**Stored entries:**

= Beginning of Section =

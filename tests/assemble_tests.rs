//! Integration tests for document assembly
//!
//! These tests write real artifact files through the store and verify the
//! merged document's structure, ordering, and failure isolation.

use docbinder::artifact::{ArtifactStore, PageArtifact};
use docbinder::assemble::assemble;
use std::fs;
use std::path::Path;
use tempfile::TempDir;

/// Stores the given pages and returns their artifact records
fn store_pages(store: &mut ArtifactStore, pages: &[(&str, u32, &str)]) -> Vec<PageArtifact> {
    pages
        .iter()
        .map(|(url, depth, content)| {
            store
                .store(url, *depth, content.as_bytes())
                .expect("Failed to store artifact")
        })
        .collect()
}

#[test]
fn test_document_structure() {
    let mut store = ArtifactStore::new().unwrap();
    let artifacts = store_pages(
        &mut store,
        &[
            ("https://docs.example.com/", 0, "# Home\n\nWelcome text."),
            ("https://docs.example.com/guide", 1, "# Guide\n\nGuide text."),
            ("https://docs.example.com/api", 1, "# API\n\nAPI text."),
        ],
    );

    let out_dir = TempDir::new().unwrap();
    let output_path = out_dir.path().join("user-guide.md");

    let report =
        assemble(artifacts, "https://docs.example.com/", &output_path).expect("Assembly failed");

    assert_eq!(report.sections_merged, 3);
    assert_eq!(report.sections_skipped, 0);
    assert_eq!(report.output_path, output_path);

    let document = fs::read_to_string(&output_path).unwrap();

    // Title section
    assert!(document.starts_with("# user guide\n"));
    assert!(document.contains("Generated on "));
    assert!(document.contains("Total pages crawled: 3"));
    assert!(document.contains("Source: https://docs.example.com/"));

    // Table of contents, indented by depth
    assert!(document.contains("## Table of Contents"));
    assert!(document.contains("\n- https://docs.example.com/\n"));
    assert!(document.contains("\n  - https://docs.example.com/api\n"));
    assert!(document.contains("\n  - https://docs.example.com/guide\n"));

    // Section separators carry the URL and depth
    assert!(document.contains("\n## https://docs.example.com/\n"));
    assert!(document.contains("*Depth: 0*"));
    assert!(document.contains("\n### https://docs.example.com/guide\n"));
    assert!(document.contains("*Depth: 1*"));

    // Captured content made it through
    assert!(document.contains("Welcome text."));
    assert!(document.contains("Guide text."));
    assert!(document.contains("API text."));

    assert_eq!(report.bytes_written, document.len() as u64);
}

#[test]
fn test_assembly_is_independent_of_input_order() {
    let mut store = ArtifactStore::new().unwrap();
    let artifacts = store_pages(
        &mut store,
        &[
            ("https://docs.example.com/guide", 1, "guide"),
            ("https://docs.example.com/", 0, "home"),
            ("https://docs.example.com/api", 1, "api"),
        ],
    );

    let mut reversed = artifacts.clone();
    reversed.reverse();

    let dir_a = TempDir::new().unwrap();
    let dir_b = TempDir::new().unwrap();
    let path_a = dir_a.path().join("site-docs.md");
    let path_b = dir_b.path().join("site-docs.md");

    assemble(artifacts, "https://docs.example.com/", &path_a).unwrap();
    assemble(reversed, "https://docs.example.com/", &path_b).unwrap();

    let doc_a = fs::read_to_string(&path_a).unwrap();
    let doc_b = fs::read_to_string(&path_b).unwrap();
    assert_eq!(doc_a, doc_b);
}

#[test]
fn test_sections_ordered_by_depth_then_url() {
    let mut store = ArtifactStore::new().unwrap();
    let artifacts = store_pages(
        &mut store,
        &[
            ("https://docs.example.com/zeta", 1, "zeta content"),
            ("https://docs.example.com/beta", 0, "beta content"),
            ("https://docs.example.com/alpha", 1, "alpha content"),
        ],
    );

    let out_dir = TempDir::new().unwrap();
    let output_path = out_dir.path().join("ordered.md");
    assemble(artifacts, "https://docs.example.com/", &output_path).unwrap();

    let document = fs::read_to_string(&output_path).unwrap();

    let beta = document
        .find("\n## https://docs.example.com/beta\n")
        .expect("beta section missing");
    let alpha = document
        .find("\n### https://docs.example.com/alpha\n")
        .expect("alpha section missing");
    let zeta = document
        .find("\n### https://docs.example.com/zeta\n")
        .expect("zeta section missing");

    assert!(beta < alpha, "depth 0 must precede depth 1");
    assert!(alpha < zeta, "same-depth sections must sort by URL");
}

#[test]
fn test_unreadable_artifact_costs_one_section() {
    let mut store = ArtifactStore::new().unwrap();
    let mut artifacts = store_pages(
        &mut store,
        &[
            ("https://docs.example.com/", 0, "home"),
            ("https://docs.example.com/guide", 1, "guide"),
        ],
    );
    artifacts.push(PageArtifact {
        url: "https://docs.example.com/ghost".to_string(),
        depth: 1,
        path: store.dir_path().join("never-written.md"),
    });

    let out_dir = TempDir::new().unwrap();
    let output_path = out_dir.path().join("partial.md");
    let report = assemble(artifacts, "https://docs.example.com/", &output_path).unwrap();

    assert_eq!(report.sections_merged, 2);
    assert_eq!(report.sections_skipped, 1);

    let document = fs::read_to_string(&output_path).unwrap();

    // The ghost still appears in the table of contents but contributes
    // no section.
    assert!(document.contains("- https://docs.example.com/ghost"));
    assert!(!document.contains("\n### https://docs.example.com/ghost\n"));
}

#[test]
fn test_non_utf8_artifact_is_skipped() {
    let mut store = ArtifactStore::new().unwrap();
    let good = store
        .store("https://docs.example.com/good", 0, b"fine text")
        .unwrap();
    let bad = store
        .store("https://docs.example.com/bad", 0, &[0xff, 0xfe, 0x00])
        .unwrap();

    let out_dir = TempDir::new().unwrap();
    let output_path = out_dir.path().join("mixed.md");
    let report = assemble(vec![good, bad], "https://docs.example.com/", &output_path).unwrap();

    assert_eq!(report.sections_merged, 1);
    assert_eq!(report.sections_skipped, 1);

    let document = fs::read_to_string(&output_path).unwrap();
    assert!(document.contains("fine text"));
}

#[test]
fn test_empty_crawl_still_produces_document() {
    let out_dir = TempDir::new().unwrap();
    let output_path = out_dir.path().join("empty-site.md");

    let report = assemble(Vec::new(), "https://docs.example.com/", &output_path).unwrap();

    assert_eq!(report.sections_merged, 0);

    let document = fs::read_to_string(&output_path).unwrap();
    assert!(document.starts_with("# empty site\n"));
    assert!(document.contains("Total pages crawled: 0"));
    assert!(document.contains("## Table of Contents"));
}

#[test]
fn test_unwritable_output_is_an_error() {
    let result = assemble(
        Vec::new(),
        "https://docs.example.com/",
        Path::new("/nonexistent-docbinder-dir/out.md"),
    );
    assert!(result.is_err());
}
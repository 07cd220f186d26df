//! The analyzers, grouped by the granularity they inspect.
//!
//! Every analyzer is a pure function of its input geometry and a
//! [`CheckContext`]. Malformed input degrades to an empty result; nothing
//! in here returns an error.

pub mod contour;
pub mod glyph;
pub mod info;
pub mod metrics;
pub mod point;
pub mod segment;

use crate::config::CheckConfig;
use crate::font::FontView;
use crate::report::OverlapRemover;

/// Read-only inputs shared by every analyzer in a run.
#[derive(Clone, Copy)]
pub struct CheckContext<'a> {
    /// The owning font, for cross-glyph lookups and global metrics.
    pub font: &'a dyn FontView,
    pub config: &'a CheckConfig,
    pub overlap_remover: Option<&'a dyn OverlapRemover>,
}

impl<'a> CheckContext<'a> {
    pub fn new(font: &'a dyn FontView, config: &'a CheckConfig) -> Self {
        Self {
            font,
            config,
            overlap_remover: None,
        }
    }

    pub fn with_overlap_remover(mut self, remover: &'a dyn OverlapRemover) -> Self {
        self.overlap_remover = Some(remover);
        self
    }
}
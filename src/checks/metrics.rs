//! Side-bearing checks for ligatures, composites and near-symmetric glyphs.

use icu_properties::props::GeneralCategory;
use icu_properties::CodePointMapData;
use kurbo::Rect;
use serde::Serialize;

use crate::checks::CheckContext;
use crate::font::FontView;
use crate::glyph::{glyph_bounds, margins, Component, GlyphView};

/// Side-bearing mismatches against the glyphs a glyph is built from.
#[derive(Debug, Clone, PartialEq, Serialize)]
#[serde(rename_all = "camelCase")]
pub struct SideBearingReport {
    pub left_message: Option<String>,
    pub right_message: Option<String>,
    pub left: Option<f64>,
    pub right: Option<f64>,
    pub width: f64,
    pub bounds: Option<Rect>,
}

impl SideBearingReport {
    fn new(glyph: &dyn GlyphView, font: &dyn FontView) -> Self {
        Self {
            left_message: None,
            right_message: None,
            left: None,
            right: None,
            width: glyph.width(),
            bounds: glyph_bounds(glyph, font),
        }
    }

    fn has_problem(&self) -> bool {
        self.left_message.is_some() || self.right_message.is_some()
    }
}

/// Side-bearings that are nearly, but not exactly, equal.
#[derive(Debug, Clone, PartialEq, Serialize)]
pub struct SymmetryReport {
    pub left: f64,
    pub right: f64,
    pub width: f64,
    pub message: String,
}

// ── Ligatures ───────────────────────────────────────────────

/// Compare a ligature's side-bearings with its presumed parts.
///
/// `f_i.alt` is split into `f` and `i`, preferring `f.alt` and `i.alt`
/// when those exist.
pub fn ligature_metrics(glyph: &dyn GlyphView, cx: &CheckContext) -> Option<SideBearingReport> {
    let font = cx.font;
    let name = glyph.name();
    if !name.contains('_') {
        return None;
    }
    let (base, suffix) = match name.split_once('.') {
        Some((base, suffix)) => (base, Some(suffix)),
        None => (name, None),
    };
    let parts: Vec<&str> = base.split('_').collect();
    let with_suffix = |part: &str| -> String {
        if let Some(suffix) = suffix {
            let candidate = format!("{part}.{suffix}");
            if font.contains(&candidate) {
                return candidate;
            }
        }
        part.to_string()
    };
    let left_part = with_suffix(parts.first()?);
    let right_part = with_suffix(parts.last()?);

    let (left, right) = margins(glyph, font)?;
    let mut report = SideBearingReport::new(glyph, font);
    report.left = Some(left);
    report.right = Some(right);

    match font.glyph(&left_part) {
        None => report.left_message = Some("Couldn't find the ligature's left component.".into()),
        Some(part) => {
            if margins(part, font).map(|(l, _)| l) != Some(left) {
                report.left_message = Some(format!("Left doesn't match the presumed part {left_part} left"));
            }
        }
    }
    match font.glyph(&right_part) {
        None => report.right_message = Some("Couldn't find the ligature's right component.".into()),
        Some(part) => {
            if margins(part, font).map(|(_, r)| r) != Some(right) {
                report.right_message = Some(format!("Right doesn't match the presumed part {right_part} right"));
            }
        }
    }
    report.has_problem().then_some(report)
}

// ── Components ──────────────────────────────────────────────

/// Whether a base glyph is a mark, spacing modifier or modifier letter.
fn is_mark_glyph(name: &str, font: &dyn FontView) -> bool {
    let Some(ch) = glyph_char(name, font) else {
        return false;
    };
    matches!(
        CodePointMapData::<GeneralCategory>::new().get(ch),
        GeneralCategory::NonspacingMark
            | GeneralCategory::SpacingMark
            | GeneralCategory::EnclosingMark
            | GeneralCategory::ModifierSymbol
            | GeneralCategory::ModifierLetter
    )
}

/// The glyph's own codepoint, or one implied by its name.
fn glyph_char(name: &str, font: &dyn FontView) -> Option<char> {
    if let Some(ch) = font.glyph(name).and_then(|g| g.unicode()) {
        return Some(ch);
    }
    let stem = name.split('.').next().unwrap_or(name);
    if stem != name {
        if let Some(ch) = font.glyph(stem).and_then(|g| g.unicode()) {
            return Some(ch);
        }
    }
    let hex = stem
        .strip_prefix("uni")
        .filter(|h| h.len() == 4)
        .or_else(|| stem.strip_prefix('u').filter(|h| (4..=6).contains(&h.len())))?;
    u32::from_str_radix(hex, 16).ok().and_then(char::from_u32)
}

/// Compare the outermost components' side-bearings with their base glyphs.
pub fn component_metrics(glyph: &dyn GlyphView, cx: &CheckContext) -> Option<SideBearingReport> {
    let font = cx.font;
    let mut placed: Vec<(&Component, Rect)> = Vec::new();
    for component in glyph.components() {
        if !font.contains(&component.base) {
            continue;
        }
        // A component drawing nothing makes the comparison meaningless.
        placed.push((component, component.bounds(font)?));
    }
    if placed.is_empty() {
        return None;
    }
    if placed.len() > 1 {
        let non_marks: Vec<(&Component, Rect)> = placed
            .iter()
            .filter(|(c, _)| !is_mark_glyph(&c.base, font))
            .copied()
            .collect();
        if !non_marks.is_empty() {
            placed = non_marks;
        }
    }

    let (left_component, left_bounds) = *placed
        .iter()
        .min_by(|a, b| a.1.x0.total_cmp(&b.1.x0).then_with(|| a.0.base.cmp(&b.0.base)))?;
    let (right_component, right_bounds) = *placed
        .iter()
        .max_by(|a, b| a.1.x1.total_cmp(&b.1.x1).then_with(|| a.0.base.cmp(&b.0.base)))?;

    let expected_left = base_margins(left_component, font)?.0;
    let expected_right = base_margins(right_component, font)?.1;
    let left = left_bounds.x0;
    let right = glyph.width() - right_bounds.x1;

    let mut report = SideBearingReport::new(glyph, font);
    if left != expected_left {
        let base = &left_component.base;
        report.left_message = Some(format!("{base} component left does not match {base} left"));
        report.left = Some(left);
    }
    if right != expected_right {
        let base = &right_component.base;
        report.right_message = Some(format!("{base} component right does not match {base} right"));
        report.right = Some(right);
    }
    report.has_problem().then_some(report)
}

/// Base glyph margins scaled by the component's horizontal scale.
fn base_margins(component: &Component, font: &dyn FontView) -> Option<(f64, f64)> {
    let base = font.glyph(&component.base)?;
    let (left, right) = margins(base, font)?;
    let scale = component.x_scale();
    Some((left * scale, right * scale))
}

// ── Symmetry ────────────────────────────────────────────────

pub fn metrics_symmetry(glyph: &dyn GlyphView, cx: &CheckContext) -> Option<SymmetryReport> {
    let (left, right) = margins(glyph, cx.font)?;
    // Halves go to the even neighbour, so a 0.5 difference is no difference.
    let diff = (left - right).abs().round_ties_even();
    if diff <= 0.0 || diff > cx.config.symmetry_max_difference {
        return None;
    }
    let message = if diff == 1.0 {
        "The side-bearings are 1 unit from being equal.".to_string()
    } else {
        format!("The side-bearings are {diff} units from being equal.")
    };
    Some(SymmetryReport {
        left,
        right,
        width: glyph.width(),
        message,
    })
}

#[cfg(test)]
mod tests {
    use super::*;
    use crate::config::CheckConfig;
    use crate::contour::Contour;
    use crate::font::Font;
    use crate::glyph::Glyph;
    use kurbo::Affine;
    use pretty_assertions::assert_eq;
    use rstest::rstest;

    fn glyph(name: &str, x0: f64, x1: f64, width: f64) -> Glyph {
        let mut g = Glyph::new(name);
        g.set_width(width);
        g.add_contour(Contour::polygon(&[(x0, 0.0), (x1, 0.0), (x1, 100.0), (x0, 100.0)]));
        g
    }

    fn with_unicode(mut g: Glyph, ch: char) -> Glyph {
        g.set_unicodes(vec![ch]);
        g
    }

    #[test]
    fn ligature_matches_parts() {
        let mut font = Font::default();
        font.insert(glyph("f", 20.0, 80.0, 100.0));
        font.insert(glyph("i", 30.0, 60.0, 100.0));
        font.insert(glyph("f_i", 20.0, 160.0, 200.0));
        let config = CheckConfig::default();
        let cx = CheckContext::new(&font, &config);
        let lig = font.glyph("f_i").unwrap();
        // Left 20 matches f; right 40 matches i.
        assert_eq!(ligature_metrics(lig, &cx), None);
    }

    #[test]
    fn ligature_mismatch_and_missing_part() {
        let mut font = Font::default();
        font.insert(glyph("f", 25.0, 80.0, 100.0));
        font.insert(glyph("f_j", 20.0, 160.0, 200.0));
        let config = CheckConfig::default();
        let cx = CheckContext::new(&font, &config);
        let report = ligature_metrics(font.glyph("f_j").unwrap(), &cx).unwrap();
        assert_eq!(report.left_message.as_deref(), Some("Left doesn't match the presumed part f left"));
        assert_eq!(
            report.right_message.as_deref(),
            Some("Couldn't find the ligature's right component.")
        );
        assert_eq!(report.left, Some(20.0));
        assert_eq!(report.right, Some(40.0));
    }

    #[test]
    fn ligature_prefers_suffixed_part() {
        let mut font = Font::default();
        font.insert(glyph("f", 25.0, 80.0, 100.0));
        font.insert(glyph("f.sc", 20.0, 80.0, 100.0));
        font.insert(glyph("i", 30.0, 60.0, 100.0));
        font.insert(glyph("f_i.sc", 20.0, 160.0, 200.0));
        let config = CheckConfig::default();
        let cx = CheckContext::new(&font, &config);
        assert_eq!(ligature_metrics(font.glyph("f_i.sc").unwrap(), &cx), None);
    }

    #[test]
    fn component_margins_ignore_marks() {
        let mut font = Font::default();
        font.insert(with_unicode(glyph("a", 30.0, 470.0, 500.0), 'a'));
        font.insert(with_unicode(glyph("acutecomb", -100.0, 50.0, 0.0), '\u{301}'));
        let mut composite = Glyph::new("aacute");
        composite.set_width(500.0);
        composite.add_component(Component::new("a", Affine::IDENTITY));
        composite.add_component(Component::new("acutecomb", Affine::translate((250.0, 0.0))));
        font.insert(composite);
        let config = CheckConfig::default();
        let cx = CheckContext::new(&font, &config);
        assert_eq!(component_metrics(font.glyph("aacute").unwrap(), &cx), None);
    }

    #[test]
    fn component_margin_mismatch() {
        let mut font = Font::default();
        font.insert(glyph("a", 30.0, 470.0, 500.0));
        let mut composite = Glyph::new("a.alt");
        composite.set_width(520.0);
        composite.add_component(Component::new("a", Affine::IDENTITY));
        font.insert(composite);
        let config = CheckConfig::default();
        let cx = CheckContext::new(&font, &config);
        let report = component_metrics(font.glyph("a.alt").unwrap(), &cx).unwrap();
        assert_eq!(report.left_message, None);
        assert_eq!(
            report.right_message.as_deref(),
            Some("a component right does not match a right")
        );
        assert_eq!(report.right, Some(50.0));
    }

    #[test]
    fn missing_base_is_skipped() {
        let font = Font::default();
        let mut composite = Glyph::new("x");
        composite.add_component(Component::new("nope", Affine::IDENTITY));
        let config = CheckConfig::default();
        let cx = CheckContext::new(&font, &config);
        assert_eq!(component_metrics(&composite, &cx), None);
    }

    #[rstest]
    #[case(50.0, 449.0, Some("The side-bearings are 1 unit from being equal."))]
    #[case(50.0, 447.0, Some("The side-bearings are 3 units from being equal."))]
    #[case(50.0, 450.0, None)]
    #[case(50.0, 440.0, None)]
    #[case(50.0, 449.5, None)]
    #[case(50.0, 447.5, Some("The side-bearings are 2 units from being equal."))]
    fn symmetry(#[case] x0: f64, #[case] x1: f64, #[case] message: Option<&str>) {
        let font = Font::default();
        let g = glyph("o", x0, x1, 500.0);
        let config = CheckConfig::default();
        let cx = CheckContext::new(&font, &config);
        let report = metrics_symmetry(&g, &cx);
        assert_eq!(report.map(|r| r.message), message.map(str::to_string));
    }
}
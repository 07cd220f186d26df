//! Point-level checks: stray, unnecessary and overlapping points.

use kurbo::{CubicBez, ParamCurve, ParamCurveArclen, Point};

use crate::config::CheckConfig;
use crate::contour::{ContourView, SegmentKind};
use crate::geom::angle;

/// Accuracy passed to kurbo's arc length approximation.
const ARCLEN_ACCURACY: f64 = 1e-3;

/// A contour made of a single point.
pub fn stray_points(contour: &dyn ContourView) -> Option<Point> {
    if contour.len() == 1 {
        contour.segment(0).map(|s| s.on_curve)
    } else {
        None
    }
}

/// On-curve points that can be removed without changing the outline.
///
/// Always checks for collinear line points. When enabled in `config`,
/// smooth points joining two curves are also tested by merging the two
/// curves into one and measuring how far the result drifts.
pub fn unnecessary_points(contour: &dyn ContourView, config: &CheckConfig) -> Vec<Point> {
    let mut found = unnecessary_line_points(contour);
    if config.detect_unnecessary_curve_points {
        found.extend(unnecessary_curve_points(contour, config));
    }
    found
}

/// Consecutive on-curve points sharing the same coordinates.
pub fn overlapping_points(contour: &dyn ContourView) -> Vec<Point> {
    let mut found = Vec::new();
    if contour.len() < 2 {
        return found;
    }
    let Some(mut prev) = contour.segment(-1).map(|s| s.on_curve) else {
        return found;
    };
    for segment in contour.segments() {
        if segment.on_curve == prev {
            found.push(segment.on_curve);
        }
        prev = segment.on_curve;
    }
    found
}

fn unnecessary_line_points(contour: &dyn ContourView) -> Vec<Point> {
    let mut found = Vec::new();
    if contour.len() < 2 {
        return found;
    }
    for (index, segment) in contour.segments().iter().enumerate() {
        if segment.kind != SegmentKind::Line {
            continue;
        }
        let i = index as isize;
        let (Some(prev), Some(next)) = (contour.segment(i - 1), contour.segment(i + 1)) else {
            continue;
        };
        if next.kind != SegmentKind::Line {
            continue;
        }
        let this_angle = angle(prev.on_curve, segment.on_curve, None);
        let next_angle = angle(segment.on_curve, next.on_curve, None);
        if this_angle == next_angle {
            found.push(segment.on_curve);
        }
    }
    found
}

fn unnecessary_curve_points(contour: &dyn ContourView, config: &CheckConfig) -> Vec<Point> {
    let mut found = Vec::new();
    if contour.len() < 3 {
        return found;
    }
    for (index, segment) in contour.segments().iter().enumerate() {
        if !segment.smooth {
            continue;
        }
        let i = index as isize;
        let (Some(prev), Some(next)) = (contour.segment(i - 1), contour.segment(i + 1)) else {
            continue;
        };
        let (Some((a1, a2)), Some((b1, b2))) = (segment.handles(), next.handles()) else {
            continue;
        };
        let middle = segment.on_curve;
        let bcp_in = a2 - middle;
        let bcp_out = b1 - middle;
        // Axis-aligned handles mark an extremum, which is always needed.
        let oblique = bcp_in.x != bcp_out.x
            && bcp_in.x != 0.0
            && bcp_out.x != 0.0
            && bcp_in.y != bcp_out.y
            && bcp_in.y != 0.0
            && bcp_out.y != 0.0;
        if !oblique {
            continue;
        }
        let before1 = CubicBez::new(prev.on_curve, a1, a2, middle);
        let before2 = CubicBez::new(middle, b1, b2, next.on_curve);
        if curves_merge_within_leash(before1, before2, config) {
            found.push(middle);
        }
    }
    found
}

/// Whether two joined cubics can be replaced by one without any sample
/// drifting further than the leash.
fn curves_merge_within_leash(first: CubicBez, second: CubicBez, config: &CheckConfig) -> bool {
    let len1 = first.arclen(ARCLEN_ACCURACY).abs();
    let len2 = second.arclen(ARCLEN_ACCURACY).abs();
    let total = len1 + len2;
    if total <= 0.0 {
        return false;
    }
    let t = len1 / total;
    if t <= 0.0 || t >= 1.0 {
        return false;
    }
    let merged = merge_cubics(first, second, t);
    let leash = total * config.curve_point_leash;

    let count = config.curve_point_samples.max(1);
    let before = sample_pair(first, second, count);
    let after = sample_pair(merged.subsegment(0.0..t), merged.subsegment(t..1.0), count);
    before
        .iter()
        .zip(&after)
        .all(|(b, a)| b.distance(*a) <= leash)
}

/// Invert a De Casteljau split at `t`: the outer handles of the halves
/// determine the handles of the whole.
fn merge_cubics(first: CubicBez, second: CubicBez, t: f64) -> CubicBez {
    let p0 = first.p0;
    let p3 = second.p3;
    let p1 = p0 + (first.p1 - p0) / t;
    let p2 = p3 + (second.p2 - p3) / (1.0 - t);
    CubicBez::new(p0, p1, p2, p3)
}

fn sample_pair(first: CubicBez, second: CubicBez, count: usize) -> Vec<Point> {
    let ts = (0..=count).map(|k| k as f64 / count as f64);
    let mut points: Vec<Point> = ts.clone().map(|t| first.eval(t)).collect();
    points.extend(ts.skip(1).map(|t| second.eval(t)));
    points
}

= End of Section =

**WHAT YOU SHOULD DO:**
With the line holding "if contour.len() == 1" as the first and the line holding "found.extend(unnecessary_curve_points(contour, config));" as the last, set down that range of the entries above exactly, and nothing else.

**SOLUTION BELOW:**
    if contour.len() == 1 {
        contour.segment(0).map(|s| s.on_curve)
    } else {
        None
    }
}

/// On-curve points that can be removed without changing the outline.
///
/// Always checks for collinear line points. When enabled in `config`,
/// smooth points joining two curves are also tested by merging the two
/// curves into one and measuring how far the result drifts.
pub fn unnecessary_points(contour: &dyn ContourView, config: &CheckConfig) -> Vec<Point> {
    let mut found = unnecessary_line_points(contour);
    if config.detect_unnecessary_curve_points {
        found.extend(unnecessary_curve_points(contour, config));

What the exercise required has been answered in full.